--- Problem requirements ---
Of the material below, only the lines from the line containing "and returns it." down to the line containing "use crate::ctrl::ControlChannel;" belong in the answer, written out exactly.

--- Entries provided ---
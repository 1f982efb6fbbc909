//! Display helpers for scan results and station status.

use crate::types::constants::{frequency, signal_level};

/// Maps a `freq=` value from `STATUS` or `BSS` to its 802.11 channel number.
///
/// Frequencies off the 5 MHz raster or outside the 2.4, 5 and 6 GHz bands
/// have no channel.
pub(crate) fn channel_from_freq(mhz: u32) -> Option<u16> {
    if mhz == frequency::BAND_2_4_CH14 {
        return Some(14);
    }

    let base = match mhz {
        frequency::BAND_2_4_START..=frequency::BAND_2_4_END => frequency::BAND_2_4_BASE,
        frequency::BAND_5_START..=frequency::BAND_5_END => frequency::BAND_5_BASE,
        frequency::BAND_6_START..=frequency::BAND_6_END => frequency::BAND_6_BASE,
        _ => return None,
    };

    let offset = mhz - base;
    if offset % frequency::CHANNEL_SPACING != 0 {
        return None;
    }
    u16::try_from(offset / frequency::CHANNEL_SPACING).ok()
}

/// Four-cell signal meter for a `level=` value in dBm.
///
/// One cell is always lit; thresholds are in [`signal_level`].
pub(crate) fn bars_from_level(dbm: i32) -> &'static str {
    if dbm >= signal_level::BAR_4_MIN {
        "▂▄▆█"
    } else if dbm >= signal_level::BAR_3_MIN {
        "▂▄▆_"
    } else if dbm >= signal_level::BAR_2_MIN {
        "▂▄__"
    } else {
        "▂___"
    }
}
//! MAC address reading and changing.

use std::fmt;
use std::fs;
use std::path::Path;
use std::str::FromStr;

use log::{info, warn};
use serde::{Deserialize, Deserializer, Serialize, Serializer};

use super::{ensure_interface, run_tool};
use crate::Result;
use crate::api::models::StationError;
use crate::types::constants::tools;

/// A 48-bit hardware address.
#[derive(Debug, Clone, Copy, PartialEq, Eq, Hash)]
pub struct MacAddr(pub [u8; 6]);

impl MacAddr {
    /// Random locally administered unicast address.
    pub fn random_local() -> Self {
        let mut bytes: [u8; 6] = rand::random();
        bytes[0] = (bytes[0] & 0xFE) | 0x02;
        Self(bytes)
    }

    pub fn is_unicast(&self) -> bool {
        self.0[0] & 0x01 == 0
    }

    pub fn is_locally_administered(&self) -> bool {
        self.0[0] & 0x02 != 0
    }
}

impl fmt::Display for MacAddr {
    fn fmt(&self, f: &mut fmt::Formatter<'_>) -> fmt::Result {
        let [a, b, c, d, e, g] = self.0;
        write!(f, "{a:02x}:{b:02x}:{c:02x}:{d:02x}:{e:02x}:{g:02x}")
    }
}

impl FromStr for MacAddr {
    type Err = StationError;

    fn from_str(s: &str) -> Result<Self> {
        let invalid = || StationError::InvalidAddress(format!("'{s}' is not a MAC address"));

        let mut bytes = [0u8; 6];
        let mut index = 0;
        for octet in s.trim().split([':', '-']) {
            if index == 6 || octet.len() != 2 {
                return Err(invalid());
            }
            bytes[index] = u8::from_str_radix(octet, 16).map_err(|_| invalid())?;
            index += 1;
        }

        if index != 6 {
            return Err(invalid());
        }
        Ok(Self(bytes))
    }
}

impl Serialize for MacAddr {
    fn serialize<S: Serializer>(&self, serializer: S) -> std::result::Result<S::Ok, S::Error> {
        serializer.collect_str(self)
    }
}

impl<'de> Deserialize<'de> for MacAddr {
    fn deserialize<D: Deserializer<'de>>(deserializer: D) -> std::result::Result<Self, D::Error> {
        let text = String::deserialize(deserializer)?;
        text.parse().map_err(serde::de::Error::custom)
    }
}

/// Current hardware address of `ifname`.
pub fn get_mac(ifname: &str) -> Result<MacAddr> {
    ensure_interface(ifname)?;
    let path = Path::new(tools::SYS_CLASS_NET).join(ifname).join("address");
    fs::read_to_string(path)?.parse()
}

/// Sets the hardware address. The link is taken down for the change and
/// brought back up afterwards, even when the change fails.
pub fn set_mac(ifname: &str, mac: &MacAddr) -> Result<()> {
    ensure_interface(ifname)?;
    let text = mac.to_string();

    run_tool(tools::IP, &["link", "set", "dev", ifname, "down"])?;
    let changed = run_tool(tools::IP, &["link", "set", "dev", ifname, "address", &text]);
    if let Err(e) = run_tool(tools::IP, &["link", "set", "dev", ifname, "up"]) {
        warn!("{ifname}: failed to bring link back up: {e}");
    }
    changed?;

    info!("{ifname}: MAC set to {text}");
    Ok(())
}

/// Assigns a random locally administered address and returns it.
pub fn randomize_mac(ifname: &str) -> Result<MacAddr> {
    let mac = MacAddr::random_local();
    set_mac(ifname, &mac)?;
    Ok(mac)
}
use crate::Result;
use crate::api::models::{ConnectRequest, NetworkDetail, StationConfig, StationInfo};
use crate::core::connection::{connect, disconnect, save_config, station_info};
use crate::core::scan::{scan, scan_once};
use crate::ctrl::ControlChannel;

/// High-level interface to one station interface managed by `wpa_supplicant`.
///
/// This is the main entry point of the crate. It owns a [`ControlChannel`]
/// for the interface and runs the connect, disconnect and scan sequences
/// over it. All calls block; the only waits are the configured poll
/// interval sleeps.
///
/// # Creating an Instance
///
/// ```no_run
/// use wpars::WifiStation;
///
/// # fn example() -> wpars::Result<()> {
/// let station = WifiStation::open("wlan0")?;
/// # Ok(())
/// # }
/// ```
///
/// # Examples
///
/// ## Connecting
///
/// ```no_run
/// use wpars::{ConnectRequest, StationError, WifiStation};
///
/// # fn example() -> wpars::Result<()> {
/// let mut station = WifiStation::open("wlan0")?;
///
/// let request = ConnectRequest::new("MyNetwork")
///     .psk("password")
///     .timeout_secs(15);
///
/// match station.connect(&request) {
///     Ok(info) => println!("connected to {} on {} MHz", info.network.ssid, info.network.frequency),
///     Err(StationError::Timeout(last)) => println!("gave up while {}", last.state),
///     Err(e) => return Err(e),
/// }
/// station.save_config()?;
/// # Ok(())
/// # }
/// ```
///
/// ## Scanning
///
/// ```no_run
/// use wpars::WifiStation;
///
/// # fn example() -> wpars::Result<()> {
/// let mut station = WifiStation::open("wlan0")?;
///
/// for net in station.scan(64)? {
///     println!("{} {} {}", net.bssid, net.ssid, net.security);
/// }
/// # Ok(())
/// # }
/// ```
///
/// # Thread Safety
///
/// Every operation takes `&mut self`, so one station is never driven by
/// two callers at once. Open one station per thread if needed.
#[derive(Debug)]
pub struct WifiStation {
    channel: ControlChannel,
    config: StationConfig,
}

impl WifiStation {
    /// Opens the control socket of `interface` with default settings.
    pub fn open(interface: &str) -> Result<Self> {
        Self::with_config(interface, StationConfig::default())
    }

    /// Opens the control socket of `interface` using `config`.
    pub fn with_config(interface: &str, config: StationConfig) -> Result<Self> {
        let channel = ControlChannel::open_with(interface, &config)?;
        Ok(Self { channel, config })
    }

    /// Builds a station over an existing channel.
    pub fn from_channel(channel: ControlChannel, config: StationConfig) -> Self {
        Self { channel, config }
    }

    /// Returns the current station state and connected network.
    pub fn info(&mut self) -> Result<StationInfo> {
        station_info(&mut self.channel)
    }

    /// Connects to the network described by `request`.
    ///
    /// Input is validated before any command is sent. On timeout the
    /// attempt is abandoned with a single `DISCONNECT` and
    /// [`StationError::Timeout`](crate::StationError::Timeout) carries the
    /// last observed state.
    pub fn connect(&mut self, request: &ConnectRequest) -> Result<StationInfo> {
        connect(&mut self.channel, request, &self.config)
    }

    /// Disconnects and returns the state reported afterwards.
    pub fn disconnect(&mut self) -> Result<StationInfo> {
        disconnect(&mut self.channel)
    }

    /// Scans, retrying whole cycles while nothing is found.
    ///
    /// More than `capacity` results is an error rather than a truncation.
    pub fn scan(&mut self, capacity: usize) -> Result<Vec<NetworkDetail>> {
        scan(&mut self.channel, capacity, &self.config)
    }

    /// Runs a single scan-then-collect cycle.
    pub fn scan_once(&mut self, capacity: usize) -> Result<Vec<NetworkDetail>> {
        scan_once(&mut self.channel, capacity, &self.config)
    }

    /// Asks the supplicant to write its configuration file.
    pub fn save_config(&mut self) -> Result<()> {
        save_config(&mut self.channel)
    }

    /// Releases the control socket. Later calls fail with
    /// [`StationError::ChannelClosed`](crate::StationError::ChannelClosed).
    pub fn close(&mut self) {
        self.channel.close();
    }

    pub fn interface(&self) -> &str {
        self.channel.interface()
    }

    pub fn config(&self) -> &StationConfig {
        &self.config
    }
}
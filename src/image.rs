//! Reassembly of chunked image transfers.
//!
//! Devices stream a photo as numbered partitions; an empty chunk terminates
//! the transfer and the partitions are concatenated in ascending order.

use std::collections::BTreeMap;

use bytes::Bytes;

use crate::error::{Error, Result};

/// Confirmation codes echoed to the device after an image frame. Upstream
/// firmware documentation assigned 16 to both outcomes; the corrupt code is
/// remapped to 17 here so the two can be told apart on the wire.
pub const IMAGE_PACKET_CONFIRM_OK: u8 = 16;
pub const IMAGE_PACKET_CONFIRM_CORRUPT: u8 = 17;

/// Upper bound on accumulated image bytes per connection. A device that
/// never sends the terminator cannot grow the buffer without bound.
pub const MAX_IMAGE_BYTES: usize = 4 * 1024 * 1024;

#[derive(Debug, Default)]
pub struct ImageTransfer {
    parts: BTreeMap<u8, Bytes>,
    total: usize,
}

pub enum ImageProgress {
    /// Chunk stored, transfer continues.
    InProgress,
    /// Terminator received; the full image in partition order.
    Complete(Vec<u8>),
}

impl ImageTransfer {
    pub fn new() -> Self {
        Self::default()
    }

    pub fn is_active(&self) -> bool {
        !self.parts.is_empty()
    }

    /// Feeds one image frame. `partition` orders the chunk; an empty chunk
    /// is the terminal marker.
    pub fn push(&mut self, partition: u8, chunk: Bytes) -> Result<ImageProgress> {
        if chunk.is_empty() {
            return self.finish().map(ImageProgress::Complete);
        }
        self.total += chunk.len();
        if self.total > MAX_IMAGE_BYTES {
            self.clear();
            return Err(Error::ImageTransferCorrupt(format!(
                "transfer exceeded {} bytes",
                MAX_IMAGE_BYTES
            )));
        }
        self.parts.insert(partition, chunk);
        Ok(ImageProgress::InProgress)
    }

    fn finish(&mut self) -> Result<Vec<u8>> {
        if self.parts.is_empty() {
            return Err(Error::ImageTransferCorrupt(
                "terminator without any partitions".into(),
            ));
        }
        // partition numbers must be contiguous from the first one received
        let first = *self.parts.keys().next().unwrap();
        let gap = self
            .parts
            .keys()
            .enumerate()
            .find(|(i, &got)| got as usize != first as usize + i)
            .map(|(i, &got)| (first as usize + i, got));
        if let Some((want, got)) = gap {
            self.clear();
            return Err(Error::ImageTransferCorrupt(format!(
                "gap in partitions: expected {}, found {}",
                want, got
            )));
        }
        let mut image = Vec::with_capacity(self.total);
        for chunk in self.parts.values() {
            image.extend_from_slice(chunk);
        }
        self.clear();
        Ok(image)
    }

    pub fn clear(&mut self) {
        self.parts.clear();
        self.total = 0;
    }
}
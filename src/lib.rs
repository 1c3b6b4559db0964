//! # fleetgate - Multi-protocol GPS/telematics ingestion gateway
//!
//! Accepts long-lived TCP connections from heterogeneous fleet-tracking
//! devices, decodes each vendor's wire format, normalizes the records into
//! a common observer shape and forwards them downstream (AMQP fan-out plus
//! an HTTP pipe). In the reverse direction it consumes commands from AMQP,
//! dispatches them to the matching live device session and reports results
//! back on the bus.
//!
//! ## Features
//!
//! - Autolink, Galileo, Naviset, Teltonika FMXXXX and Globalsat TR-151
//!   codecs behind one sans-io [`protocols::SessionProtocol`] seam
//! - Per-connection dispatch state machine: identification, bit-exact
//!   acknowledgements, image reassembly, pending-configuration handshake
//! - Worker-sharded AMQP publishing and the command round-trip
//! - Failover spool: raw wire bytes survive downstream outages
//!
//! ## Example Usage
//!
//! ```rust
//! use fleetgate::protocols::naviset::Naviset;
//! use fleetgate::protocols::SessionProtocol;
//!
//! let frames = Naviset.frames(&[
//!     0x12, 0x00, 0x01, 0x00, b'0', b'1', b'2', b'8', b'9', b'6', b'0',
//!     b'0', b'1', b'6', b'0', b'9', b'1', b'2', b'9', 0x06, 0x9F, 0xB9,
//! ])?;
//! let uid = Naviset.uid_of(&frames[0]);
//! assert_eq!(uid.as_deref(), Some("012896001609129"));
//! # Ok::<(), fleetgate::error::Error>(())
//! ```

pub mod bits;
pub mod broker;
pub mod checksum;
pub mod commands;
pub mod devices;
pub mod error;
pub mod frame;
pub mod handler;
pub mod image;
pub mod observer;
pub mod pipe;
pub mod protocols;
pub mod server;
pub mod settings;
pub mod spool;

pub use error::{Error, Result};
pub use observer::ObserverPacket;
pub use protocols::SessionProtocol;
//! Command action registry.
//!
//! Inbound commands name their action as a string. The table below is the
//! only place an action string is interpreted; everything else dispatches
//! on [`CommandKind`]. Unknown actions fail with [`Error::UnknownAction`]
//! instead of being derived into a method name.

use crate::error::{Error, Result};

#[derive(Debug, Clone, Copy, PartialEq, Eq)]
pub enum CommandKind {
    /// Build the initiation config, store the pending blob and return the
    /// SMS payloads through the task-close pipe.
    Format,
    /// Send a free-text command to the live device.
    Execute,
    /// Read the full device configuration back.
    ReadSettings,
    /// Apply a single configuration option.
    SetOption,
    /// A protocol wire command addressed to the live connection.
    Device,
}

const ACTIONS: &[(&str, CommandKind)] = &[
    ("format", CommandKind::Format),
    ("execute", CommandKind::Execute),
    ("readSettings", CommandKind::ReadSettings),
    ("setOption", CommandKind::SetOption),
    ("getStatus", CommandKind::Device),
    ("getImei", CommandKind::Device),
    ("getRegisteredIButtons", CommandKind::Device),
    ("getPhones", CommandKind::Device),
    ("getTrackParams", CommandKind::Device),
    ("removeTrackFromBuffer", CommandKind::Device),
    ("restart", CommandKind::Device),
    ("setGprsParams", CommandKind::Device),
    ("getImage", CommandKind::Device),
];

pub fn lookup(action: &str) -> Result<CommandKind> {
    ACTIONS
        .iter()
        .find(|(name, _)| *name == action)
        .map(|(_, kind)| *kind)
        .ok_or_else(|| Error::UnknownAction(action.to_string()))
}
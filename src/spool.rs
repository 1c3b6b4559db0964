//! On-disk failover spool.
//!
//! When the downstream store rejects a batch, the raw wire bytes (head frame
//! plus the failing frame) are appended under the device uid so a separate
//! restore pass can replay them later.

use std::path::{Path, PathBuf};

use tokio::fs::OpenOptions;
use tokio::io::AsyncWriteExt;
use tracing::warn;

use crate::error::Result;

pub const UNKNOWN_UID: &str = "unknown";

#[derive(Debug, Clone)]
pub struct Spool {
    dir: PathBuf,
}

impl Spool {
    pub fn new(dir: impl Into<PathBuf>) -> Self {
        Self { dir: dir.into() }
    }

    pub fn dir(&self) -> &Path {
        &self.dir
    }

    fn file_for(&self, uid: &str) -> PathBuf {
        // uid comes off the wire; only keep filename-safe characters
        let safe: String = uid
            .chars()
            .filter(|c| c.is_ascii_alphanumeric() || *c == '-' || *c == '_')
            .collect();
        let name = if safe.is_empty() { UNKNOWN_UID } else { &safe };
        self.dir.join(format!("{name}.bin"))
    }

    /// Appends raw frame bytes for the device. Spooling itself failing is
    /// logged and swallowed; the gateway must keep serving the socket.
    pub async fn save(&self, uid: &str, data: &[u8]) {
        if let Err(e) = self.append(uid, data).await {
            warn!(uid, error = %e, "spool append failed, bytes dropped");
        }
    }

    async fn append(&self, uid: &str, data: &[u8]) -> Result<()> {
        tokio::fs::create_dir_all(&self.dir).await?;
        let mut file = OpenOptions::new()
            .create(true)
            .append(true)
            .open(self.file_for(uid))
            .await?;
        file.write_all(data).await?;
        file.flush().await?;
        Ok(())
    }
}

--- Exercise response ---
/// Assigns a random locally administered address and returns it.
pub fn randomize_mac(ifname: &str) -> Result<MacAddr> {
    let mac = MacAddr::random_local();
    set_mac(ifname, &mac)?;
    Ok(mac)
}
use crate::Result;
use crate::api::models::{ConnectRequest, NetworkDetail, StationConfig, StationInfo};
use crate::core::connection::{connect, disconnect, save_config, station_info};
use crate::core::scan::{scan, scan_once};
use crate::ctrl::ControlChannel;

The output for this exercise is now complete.